• Task brief
Return each line of the entries that mentions the word "usize".

• Source data
+++++
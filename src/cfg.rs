use std::env;

const DEFAULT_DB_URL: &str = "stream-rater.db";
const DB_CONNECTION_POOL_SIZE: u32 = 10;
const DEFAULT_SEARCH_RESULT_LIMIT: usize = 10;

#[derive(Debug, Clone)]
pub struct Cfg {
    pub db_url: String,
    pub db_connection_pool_size: u32,
    pub search_api_token: Option<String>,
    pub search_result_limit: usize,
}

impl Cfg {
    pub fn from_env_or_default() -> Self {
        let mut cfg = Self::default();
        if let Ok(db_url) = env::var("DATABASE_URL") {
            cfg.db_url = db_url;
        }
        if let Ok(limit) = env::var("SEARCH_RESULT_LIMIT") {
            match limit.parse() {
                Ok(limit) => {
                    cfg.search_result_limit = limit;
                }
                Err(_) => {
                    log::warn!("Ignoring invalid SEARCH_RESULT_LIMIT: {limit}");
                }
            }
        }
        match env::var("SEARCH_API_TOKEN") {
            Ok(token) => {
                cfg.search_api_token = Some(token);
            }
            Err(_) => {
                log::warn!("No search API token found");
            }
        };
        cfg
    }
}

impl Default for Cfg {
    fn default() -> Self {
        Self {
            db_url: DEFAULT_DB_URL.to_string(),
            db_connection_pool_size: DB_CONNECTION_POOL_SIZE,
            search_api_token: None,
            search_result_limit: DEFAULT_SEARCH_RESULT_LIMIT,
        }
    }
}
+++++
• Exercise solution
const DEFAULT_SEARCH_RESULT_LIMIT: usize = 10;
    pub search_result_limit: usize,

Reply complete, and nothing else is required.